*STORED DATA*:
· · ·

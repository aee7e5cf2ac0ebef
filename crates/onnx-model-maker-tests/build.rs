use onnx_model_maker::BindingGen;

fn main() {
    // Bindings for the built-in schema catalogue.
    BindingGen::new().out_dir("ops/").run_from_script();
}
use crate::domain::{BoundedGrid, LifeRule, NeighborSet};
use crate::error::{ConfigError, SeedError};

/// Step for the random-fill slider
pub const FILL_STEP: f64 = 0.05;

/// Settings for one demo run. Grid size is fixed once an engine is built.
#[derive(Clone, Debug, PartialEq)]
pub struct SimulationConfig {
    pub width: usize,
    pub height: usize,
    /// Pixel size of one cell on screen
    pub cell_size: f32,
    /// Share of the grid filled by "Random", in [0, 1]
    pub fill_fraction: f64,
    pub birth: Vec<u8>,
    pub survive: Vec<u8>,
    pub conway_ticks_per_second: f32,
    pub langton_ticks_per_second: f32,
    /// Evaluate Conway generations with rayon
    pub parallel: bool,
}

impl Default for SimulationConfig {
    fn default() -> Self {
        Self {
            width: 160,
            height: 100,
            cell_size: 6.0,
            fill_fraction: FILL_STEP,
            birth: vec![3],
            survive: vec![2, 3],
            conway_ticks_per_second: 10.0,
            langton_ticks_per_second: 60.0,
            parallel: true,
        }
    }
}

impl SimulationConfig {
    pub fn with_size(mut self, width: usize, height: usize) -> Self {
        self.width = width;
        self.height = height;
        self
    }

    pub fn with_rule(mut self, birth: Vec<u8>, survive: Vec<u8>) -> Self {
        self.birth = birth;
        self.survive = survive;
        self
    }

    /// Starting Conway rule from the birth and survival lists
    pub fn rule(&self) -> Result<LifeRule, ConfigError> {
        Ok(LifeRule::new(
            NeighborSet::from_counts(&self.birth)?,
            NeighborSet::from_counts(&self.survive)?,
        ))
    }

    /// Check every setting, reporting the first problem found
    pub fn validate(&self) -> Result<(), ConfigError> {
        BoundedGrid::new(self.width, self.height)?;
        self.rule()?;
        if !self.fill_fraction.is_finite() || !(0.0..=1.0).contains(&self.fill_fraction) {
            return Err(SeedError::InvalidFraction {
                fraction: self.fill_fraction,
            }
            .into());
        }
        if self.cell_size.is_nan() || self.cell_size <= 0.0 {
            return Err(ConfigError::CellSize(self.cell_size));
        }
        for rate in [self.conway_ticks_per_second, self.langton_ticks_per_second] {
            if rate.is_nan() || rate <= 0.0 {
                return Err(ConfigError::TickRate(rate));
            }
        }
        Ok(())
    }
}

/// Move a fill fraction by whole slider steps, clamped to [0, 1]
pub fn step_fill_fraction(fraction: f64, steps: i32) -> f64 {
    let stepped = (fraction / FILL_STEP).round() + f64::from(steps);
    (stepped * FILL_STEP).clamp(0.0, 1.0)
}

#[cfg(test)]
mod tests {
    use super::*;
    use crate::error::{GridError, RuleError};

    #[test]
    fn test_default_is_valid_conway() {
        let config = SimulationConfig::default();
        assert_eq!(config.validate(), Ok(()));
        assert_eq!(config.rule(), Ok(LifeRule::conway()));
        assert_eq!(config.fill_fraction, 0.05);
    }

    #[test]
    fn test_validate_reports_bad_settings() {
        let zero = SimulationConfig::default().with_size(0, 10);
        assert_eq!(
            zero.validate(),
            Err(ConfigError::Grid(GridError::InvalidDimensions { width: 0, height: 10 }))
        );

        let bad_rule = SimulationConfig::default().with_rule(vec![3], vec![2, 10]);
        assert_eq!(
            bad_rule.validate(),
            Err(ConfigError::Rule(RuleError::OutOfRange { value: 10 }))
        );

        let bad_fill = SimulationConfig {
            fill_fraction: 1.2,
            ..SimulationConfig::default()
        };
        assert!(matches!(bad_fill.validate(), Err(ConfigError::Seed(_))));

        let bad_rate = SimulationConfig {
            langton_ticks_per_second: 0.0,
            ..SimulationConfig::default()
        };
        assert_eq!(bad_rate.validate(), Err(ConfigError::TickRate(0.0)));

        let nan_cells = SimulationConfig {
            cell_size: f32::NAN,
            ..SimulationConfig::default()
        };
        assert!(matches!(nan_cells.validate(), Err(ConfigError::CellSize(_))));
    }

    #[test]
    fn test_step_fill_fraction() {
        assert!((step_fill_fraction(0.05, 1) - 0.10).abs() < 1e-9);
        assert!((step_fill_fraction(0.05, -1)).abs() < 1e-9);
        assert_eq!(step_fill_fraction(0.0, -3), 0.0);
        assert_eq!(step_fill_fraction(0.95, 4), 1.0);
    }
}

· · ·

*WHAT IS NEEDED*: Write out all the data again, exactly as it appears.

*RESPONSE TO THIS EXERCISE*:
repository aee7e5cf2ac0ebef
filename crates/onnx-model-maker-tests/build.rs
use onnx_model_maker::BindingGen;

fn main() {
    // Bindings for the built-in schema catalogue.
    BindingGen::new().out_dir("ops/").run_from_script();
}
use crate::domain::{BoundedGrid, LifeRule, NeighborSet};
use crate::error::{ConfigError, SeedError};

/// Step for the random-fill slider
pub const FILL_STEP: f64 = 0.05;

/// Settings for one demo run. Grid size is fixed once an engine is built.
#[derive(Clone, Debug, PartialEq)]
pub struct SimulationConfig {
    pub width: usize,
    pub height: usize,
    /// Pixel size of one cell on screen
    pub cell_size: f32,
    /// Share of the grid filled by "Random", in [0, 1]
    pub fill_fraction: f64,
    pub birth: Vec<u8>,
    pub survive: Vec<u8>,
    pub conway_ticks_per_second: f32,
    pub langton_ticks_per_second: f32,
    /// Evaluate Conway generations with rayon
    pub parallel: bool,
}

impl Default for SimulationConfig {
    fn default() -> Self {
        Self {
            width: 160,
            height: 100,
            cell_size: 6.0,
            fill_fraction: FILL_STEP,
            birth: vec![3],
            survive: vec![2, 3],
            conway_ticks_per_second: 10.0,
            langton_ticks_per_second: 60.0,
            parallel: true,
        }
    }
}

impl SimulationConfig {
    pub fn with_size(mut self, width: usize, height: usize) -> Self {
        self.width = width;
        self.height = height;
        self
    }

    pub fn with_rule(mut self, birth: Vec<u8>, survive: Vec<u8>) -> Self {
        self.birth = birth;
        self.survive = survive;
        self
    }

    /// Starting Conway rule from the birth and survival lists
    pub fn rule(&self) -> Result<LifeRule, ConfigError> {
        Ok(LifeRule::new(
            NeighborSet::from_counts(&self.birth)?,
            NeighborSet::from_counts(&self.survive)?,
        ))
    }

    /// Check every setting, reporting the first problem found
    pub fn validate(&self) -> Result<(), ConfigError> {
        BoundedGrid::new(self.width, self.height)?;
        self.rule()?;
        if !self.fill_fraction.is_finite() || !(0.0..=1.0).contains(&self.fill_fraction) {
            return Err(SeedError::InvalidFraction {
                fraction: self.fill_fraction,
            }
            .into());
        }
        if self.cell_size.is_nan() || self.cell_size <= 0.0 {
            return Err(ConfigError::CellSize(self.cell_size));
        }
        for rate in [self.conway_ticks_per_second, self.langton_ticks_per_second] {
            if rate.is_nan() || rate <= 0.0 {
                return Err(ConfigError::TickRate(rate));
            }
        }
        Ok(())
    }
}

/// Move a fill fraction by whole slider steps, clamped to [0, 1]
pub fn step_fill_fraction(fraction: f64, steps: i32) -> f64 {
    let stepped = (fraction / FILL_STEP).round() + f64::from(steps);
    (stepped * FILL_STEP).clamp(0.0, 1.0)
}

#[cfg(test)]
mod tests {
    use super::*;
    use crate::error::{GridError, RuleError};

    #[test]
    fn test_default_is_valid_conway() {
        let config = SimulationConfig::default();
        assert_eq!(config.validate(), Ok(()));
        assert_eq!(config.rule(), Ok(LifeRule::conway()));
        assert_eq!(config.fill_fraction, 0.05);
    }

    #[test]
    fn test_validate_reports_bad_settings() {
        let zero = SimulationConfig::default().with_size(0, 10);
        assert_eq!(
            zero.validate(),
            Err(ConfigError::Grid(GridError::InvalidDimensions { width: 0, height: 10 }))
        );

        let bad_rule = SimulationConfig::default().with_rule(vec![3], vec![2, 10]);
        assert_eq!(
            bad_rule.validate(),
            Err(ConfigError::Rule(RuleError::OutOfRange { value: 10 }))
        );

        let bad_fill = SimulationConfig {
            fill_fraction: 1.2,
            ..SimulationConfig::default()
        };
        assert!(matches!(bad_fill.validate(), Err(ConfigError::Seed(_))));

        let bad_rate = SimulationConfig {
            langton_ticks_per_second: 0.0,
            ..SimulationConfig::default()
        };
        assert_eq!(bad_rate.validate(), Err(ConfigError::TickRate(0.0)));

        let nan_cells = SimulationConfig {
            cell_size: f32::NAN,
            ..SimulationConfig::default()
        };
        assert!(matches!(nan_cells.validate(), Err(ConfigError::CellSize(_))));
    }

    #[test]
    fn test_step_fill_fraction() {
        assert!((step_fill_fraction(0.05, 1) - 0.10).abs() < 1e-9);
        assert!((step_fill_fraction(0.05, -1)).abs() < 1e-9);
        assert_eq!(step_fill_fraction(0.0, -3), 0.0);
        assert_eq!(step_fill_fraction(0.95, 4), 1.0);
    }
}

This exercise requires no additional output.